3.7.2 线上环境中的Fabric应用实例
笔者线上的核心业务机器统一都是AWS EC2主机,机器数量较多,每个数据中心都部署了Fabric跳板机(物理拓扑图可参考图3-3),系统为Amazon Linux,内核版本为3.14.34-27.48.amzn1.x86_64,Python版本为Python 2.6.9。
如果公司项目组核心开发人员离职,线上机器就都要更改密钥,由于密钥一般是以组的形式存在的,再加上机器数量繁多,因此单纯通过技术人员手工操作,基本上是一项不可能完成的任务,但若是通过Fabric自动化运维工具的话,这就是一项简单的工作了,由于现在的线上服务器多采用SSH Key的方式管理,所以对于大多数系统运维人员来说SSH Key分发也是工作内容之一,故而建议大家掌握此脚本的用法。

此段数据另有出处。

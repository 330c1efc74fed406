//! Blog handlers.
//!
//! ```text
//! GET  /                              index listing (cached)
//! GET  /group/{slug}/                 group listing
//! GET  /profile/{username}/           author profile
//! GET  /posts/{id}/                   post detail
//! GET  /create/                       new post form          (login)
//! POST /create/                       create post            (login)
//! GET  /posts/{id}/edit/              edit form              (login)
//! POST /posts/{id}/edit/              update post            (login)
//! POST /posts/{id}/comment/           add comment            (login)
//! GET  /follow/                       followed authors' feed (login)
//! GET  /profile/{username}/follow/    follow author          (login)
//! GET  /profile/{username}/unfollow/  unfollow author        (login)
//! ```
//!
//! Every listing accepts `?page=`. Anonymous visitors of `(login)` routes are
//! redirected to the configured login page.

use actix_web::http::StatusCode;
use actix_web::{HttpRequest, HttpResponse, get, post, web};
use pagination::PageRequest;
use serde::Deserialize;

use crate::domain::{PostId, Response, User};
use crate::inbound::http::ApiResult;
use crate::inbound::http::forms::SubmittedForm;
use crate::inbound::http::responses::{html, login_redirect, not_found_page, reply};
use crate::inbound::http::session::SessionContext;
use crate::inbound::http::state::HttpState;

/// `?page=` query accepted by listings.
#[derive(Debug, Default, Deserialize)]
pub struct PageQuery {
    page: Option<String>,
}

impl PageQuery {
    fn request(&self) -> PageRequest {
        PageRequest::parse(self.page.as_deref())
    }
}

/// Resolve the session's username to a stored user.
async fn current_user(state: &HttpState, session: &SessionContext) -> ApiResult<Option<User>> {
    match session.username()? {
        Some(username) => state.posts.find_user(username.as_ref()).await,
        None => Ok(None),
    }
}

/// Run `action` for the signed-in user, or redirect to the login page.
macro_rules! with_user {
    ($state:expr, $session:expr, $req:expr, |$user:ident| $action:expr) => {
        match current_user(&$state, &$session).await? {
            Some($user) => {
                let outcome = $action.await.map(Response::from);
                reply(&$state, &$req, outcome)
            }
            None => Ok(login_redirect(&$state, &$req)),
        }
    };
}

#[get("/")]
pub async fn index(
    state: web::Data<HttpState>,
    query: web::Query<PageQuery>,
) -> ApiResult<HttpResponse> {
    let page = state.posts.list_posts(query.request()).await?;
    Ok(html(StatusCode::OK, page))
}

#[get("/group/{slug}/")]
pub async fn group_list(
    state: web::Data<HttpState>,
    req: HttpRequest,
    slug: web::Path<String>,
    query: web::Query<PageQuery>,
) -> ApiResult<HttpResponse> {
    let outcome = state
        .posts
        .list_group_posts(slug.as_str(), query.request())
        .await
        .map(Response::from);
    reply(&state, &req, outcome)
}

#[get("/profile/{username}/")]
pub async fn profile(
    state: web::Data<HttpState>,
    req: HttpRequest,
    session: SessionContext,
    username: web::Path<String>,
    query: web::Query<PageQuery>,
) -> ApiResult<HttpResponse> {
    let viewer = current_user(&state, &session).await?;
    let outcome = state
        .posts
        .view_profile(viewer.as_ref(), username.as_str(), query.request())
        .await
        .map(Response::from);
    reply(&state, &req, outcome)
}

#[get("/posts/{id:\\d+}/")]
pub async fn post_detail(
    state: web::Data<HttpState>,
    req: HttpRequest,
    id: web::Path<i64>,
) -> ApiResult<HttpResponse> {
    let outcome = state
        .posts
        .view_post(PostId::new(id.into_inner()))
        .await
        .map(Response::from);
    reply(&state, &req, outcome)
}

#[get("/create/")]
pub async fn post_create_form(
    state: web::Data<HttpState>,
    req: HttpRequest,
    session: SessionContext,
) -> ApiResult<HttpResponse> {
    with_user!(state, session, req, |user| state.posts.create_post_form(&user))
}

#[post("/create/")]
pub async fn post_create(
    state: web::Data<HttpState>,
    req: HttpRequest,
    session: SessionContext,
    form: SubmittedForm,
) -> ApiResult<HttpResponse> {
    with_user!(state, session, req, |user| state.posts.create_post(&user, form.into_post_form()))
}

#[get("/posts/{id:\\d+}/edit/")]
pub async fn post_edit_form(
    state: web::Data<HttpState>,
    req: HttpRequest,
    session: SessionContext,
    id: web::Path<i64>,
) -> ApiResult<HttpResponse> {
    let id = PostId::new(id.into_inner());
    with_user!(state, session, req, |user| state.posts.edit_post_form(&user, id))
}

#[post("/posts/{id:\\d+}/edit/")]
pub async fn post_edit(
    state: web::Data<HttpState>,
    req: HttpRequest,
    session: SessionContext,
    id: web::Path<i64>,
    form: SubmittedForm,
) -> ApiResult<HttpResponse> {
    let id = PostId::new(id.into_inner());
    with_user!(state, session, req, |user| state.posts.edit_post(&user, id, form.into_post_form()))
}

#[post("/posts/{id:\\d+}/comment/")]
pub async fn add_comment(
    state: web::Data<HttpState>,
    req: HttpRequest,
    session: SessionContext,
    id: web::Path<i64>,
    form: SubmittedForm,
) -> ApiResult<HttpResponse> {
    let id = PostId::new(id.into_inner());
    with_user!(state, session, req, |user| state.posts.add_comment(&user, id, form.into_comment_form()))
}

#[get("/follow/")]
pub async fn follow_index(
    state: web::Data<HttpState>,
    req: HttpRequest,
    session: SessionContext,
    query: web::Query<PageQuery>,
) -> ApiResult<HttpResponse> {
    let page = query.request();
    with_user!(state, session, req, |user| state.posts.follow_feed(&user, page))
}

#[get("/profile/{username}/follow/")]
pub async fn profile_follow(
    state: web::Data<HttpState>,
    req: HttpRequest,
    session: SessionContext,
    username: web::Path<String>,
) -> ApiResult<HttpResponse> {
    with_user!(state, session, req, |user| state.posts.follow(&user, username.as_str()))
}

#[get("/profile/{username}/unfollow/")]
pub async fn profile_unfollow(
    state: web::Data<HttpState>,
    req: HttpRequest,
    session: SessionContext,
    username: web::Path<String>,
) -> ApiResult<HttpResponse> {
    with_user!(state, session, req, |user| state.posts.unfollow(&user, username.as_str()))
}

/// Fallback for unknown paths.
pub async fn not_found(state: web::Data<HttpState>, req: HttpRequest) -> ApiResult<HttpResponse> {
    not_found_page(&state, &req)
}

/// Register every blog route.
///
/// The not-found fallback is installed separately with
/// `App::default_service(web::to(not_found))`.
pub fn configure(cfg: &mut web::ServiceConfig) {
    cfg.service(index)
        .service(group_list)
        .service(profile)
        .service(post_detail)
        .service(post_create_form)
        .service(post_create)
        .service(post_edit_form)
        .service(post_edit)
        .service(add_comment)
        .service(follow_index)
        .service(profile_follow)
        .service(profile_unfollow);
}

#[cfg(test)]
#[path = "posts_tests.rs"]
mod tests;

示例脚本内容如下:
#!/usr/bin/python2.6
# -*- coding: utf-8 -*-
from fabric.api import *
from fabric.colors import *
from fabric.context_managers import *
#这里为了简化工作,脚本采用纯Python的写法,没有采用Fabric的@task修饰器
env.user = 'ec2-user'
env.key_filename = '/home/ec2-user/.ssh/id_rsa'
hosts=['budget','adserver','bidder1','bidder2','bidder3','bidder4','bidder5','bidder6','bidder7','bidder8','bidder9',redis1','redis2','redis3','redis4','redis5','redis6']
#机器数量众多,这里只罗列了部分
def put_ec2_key():
with settings(warn_only=False):
put("/home/ec2-user/admin-master.pub","/home/ec2-user/admin-master.pub")

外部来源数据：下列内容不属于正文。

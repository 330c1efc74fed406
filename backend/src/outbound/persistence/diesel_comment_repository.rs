//! PostgreSQL-backed `CommentRepository` adapter.

use async_trait::async_trait;
use diesel::prelude::*;
use diesel_async::RunQueryDsl;

use crate::domain::ports::{CommentPersistenceError, CommentRepository};
use crate::domain::{Comment, NewComment, PostId};

use super::diesel_basic_error_mapping::{map_basic_diesel_error, map_basic_pool_error};
use super::models::{CommentRow, NewCommentRow, UserRow};
use super::pool::{DbPool, PoolError};
use super::schema::{comments, users};

/// Diesel implementation of the comment storage port.
#[derive(Clone)]
pub struct DieselCommentRepository {
    pool: DbPool,
}

impl DieselCommentRepository {
    pub fn new(pool: DbPool) -> Self {
        Self { pool }
    }
}

fn map_pool_error(error: PoolError) -> CommentPersistenceError {
    map_basic_pool_error(error, CommentPersistenceError::connection)
}

fn map_diesel_error(error: diesel::result::Error) -> CommentPersistenceError {
    map_basic_diesel_error(
        error,
        CommentPersistenceError::query,
        CommentPersistenceError::connection,
    )
}

fn into_comment(row: CommentRow, author: UserRow) -> Result<Comment, CommentPersistenceError> {
    let author = author
        .into_domain()
        .map_err(CommentPersistenceError::query)?;
    row.into_domain(author)
        .map_err(CommentPersistenceError::query)
}

#[async_trait]
impl CommentRepository for DieselCommentRepository {
    async fn list_for_post(&self, post: PostId) -> Result<Vec<Comment>, CommentPersistenceError> {
        let mut conn = self.pool.get().await.map_err(map_pool_error)?;
        let rows: Vec<(CommentRow, UserRow)> = comments::table
            .inner_join(users::table)
            .filter(comments::post_id.eq(post.get()))
            .order((comments::created.desc(), comments::id.desc()))
            .select((CommentRow::as_select(), UserRow::as_select()))
            .load(&mut conn)
            .await
            .map_err(map_diesel_error)?;
        rows.into_iter()
            .map(|(row, author)| into_comment(row, author))
            .collect()
    }

    async fn create(&self, comment: &NewComment) -> Result<Comment, CommentPersistenceError> {
        let mut conn = self.pool.get().await.map_err(map_pool_error)?;
        let row = diesel::insert_into(comments::table)
            .values(NewCommentRow {
                post_id: comment.post.get(),
                author_id: comment.author.get(),
                text: comment.text.as_ref(),
                created: comment.created,
            })
            .returning(CommentRow::as_returning())
            .get_result(&mut conn)
            .await
            .map_err(map_diesel_error)?;
        let author = users::table
            .find(row.author_id)
            .select(UserRow::as_select())
            .first(&mut conn)
            .await
            .map_err(map_diesel_error)?;
        into_comment(row, author)
    }
}
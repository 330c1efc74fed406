//! User data model.
//!
//! Users belong to the external identity subsystem; this crate only reads
//! them. A user is addressed by its username in URLs and in the session.

use std::fmt;
use std::sync::OnceLock;

use regex::Regex;
use serde::{Deserialize, Serialize};

/// Maximum username length accepted by the identity subsystem.
pub const USERNAME_MAX: usize = 150;

/// Validation errors returned by [`Username::new`].
#[derive(Debug, Clone, PartialEq, Eq)]
pub enum UserValidationError {
    EmptyUsername,
    UsernameTooLong { max: usize },
    UsernameInvalidCharacters,
}

impl fmt::Display for UserValidationError {
    fn fmt(&self, f: &mut fmt::Formatter<'_>) -> fmt::Result {
        match self {
            Self::EmptyUsername => write!(f, "username must not be empty"),
            Self::UsernameTooLong { max } => {
                write!(f, "username must be at most {max} characters")
            }
            Self::UsernameInvalidCharacters => write!(
                f,
                "username may only contain letters, numbers, and @/./+/-/_ characters",
            ),
        }
    }
}

impl std::error::Error for UserValidationError {}

/// Database identifier of a user.
#[derive(Debug, Clone, Copy, PartialEq, Eq, Hash, PartialOrd, Ord, Serialize, Deserialize)]
#[serde(transparent)]
pub struct UserId(i64);

impl UserId {
    /// Wrap a raw identifier.
    pub const fn new(raw: i64) -> Self {
        Self(raw)
    }

    /// Raw identifier.
    pub const fn get(self) -> i64 {
        self.0
    }
}

impl fmt::Display for UserId {
    fn fmt(&self, f: &mut fmt::Formatter<'_>) -> fmt::Result {
        write!(f, "{}", self.0)
    }
}

static USERNAME_RE: OnceLock<Regex> = OnceLock::new();

fn username_regex() -> &'static Regex {
    USERNAME_RE.get_or_init(|| {
        // Length is enforced separately; this regex constrains allowed characters.
        let pattern = r"^[\w.@+-]+$";
        Regex::new(pattern)
            .unwrap_or_else(|error| panic!("username regex failed to compile: {error}"))
    })
}

/// Unique login name of a user.
///
/// # Examples
/// ```
/// use yatube::domain::Username;
///
/// let name = Username::new("leo.tolstoy").expect("valid username");
/// assert_eq!(name.as_ref(), "leo.tolstoy");
/// assert!(Username::new("has space").is_err());
/// ```
#[derive(Debug, Clone, PartialEq, Eq, Hash, Serialize, Deserialize)]
#[serde(try_from = "String", into = "String")]
pub struct Username(String);

impl Username {
    /// Validate and construct a [`Username`].
    pub fn new(value: impl Into<String>) -> Result<Self, UserValidationError> {
        let value = value.into();
        if value.is_empty() {
            return Err(UserValidationError::EmptyUsername);
        }
        if value.chars().count() > USERNAME_MAX {
            return Err(UserValidationError::UsernameTooLong { max: USERNAME_MAX });
        }
        if !username_regex().is_match(&value) {
            return Err(UserValidationError::UsernameInvalidCharacters);
        }
        Ok(Self(value))
    }
}

impl AsRef<str> for Username {
    fn as_ref(&self) -> &str {
        self.0.as_str()
    }
}

impl fmt::Display for Username {
    fn fmt(&self, f: &mut fmt::Formatter<'_>) -> fmt::Result {
        f.write_str(&self.0)
    }
}

impl From<Username> for String {
    fn from(value: Username) -> Self {
        value.0
    }
}

impl TryFrom<String> for Username {
    type Error = UserValidationError;

    fn try_from(value: String) -> Result<Self, Self::Error> {
        Self::new(value)
    }
}

/// Application user.
///
/// ## Invariants
/// - `username` is unique across users.
#[derive(Debug, Clone, PartialEq, Eq, Hash, Serialize, Deserialize)]
pub struct User {
    id: UserId,
    username: Username,
}

impl User {
    /// Build a user from validated parts.
    pub fn new(id: UserId, username: Username) -> Self {
        Self { id, username }
    }

    /// Database identifier.
    pub fn id(&self) -> UserId {
        self.id
    }

    /// Login name.
    pub fn username(&self) -> &Username {
        &self.username
    }
}

impl fmt::Display for User {
    fn fmt(&self, f: &mut fmt::Formatter<'_>) -> fmt::Result {
        fmt::Display::fmt(&self.username, f)
    }
}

sudo("\cp /home/ec2-user/admin-master.pub /home/ec2-user/.ssh/authorized_keys")
#\cp的作用是取消其别名作用,即不让cp-i生效
sudo("chmod 600 /home/ec2-user/.ssh/authorized_keys")
def put_admin_key():
with settings(warn_only=False):
put("/home/ec2-user/admin-operation.pub",
"/home/ec2-user/admin-operation.pub")
sudo("\cp /home/ec2-user/admin-operation.pub /home/admin/.ssh/authorized_keys")
sudo("chown admin:admin /home/admin/.ssh/authorized_keys")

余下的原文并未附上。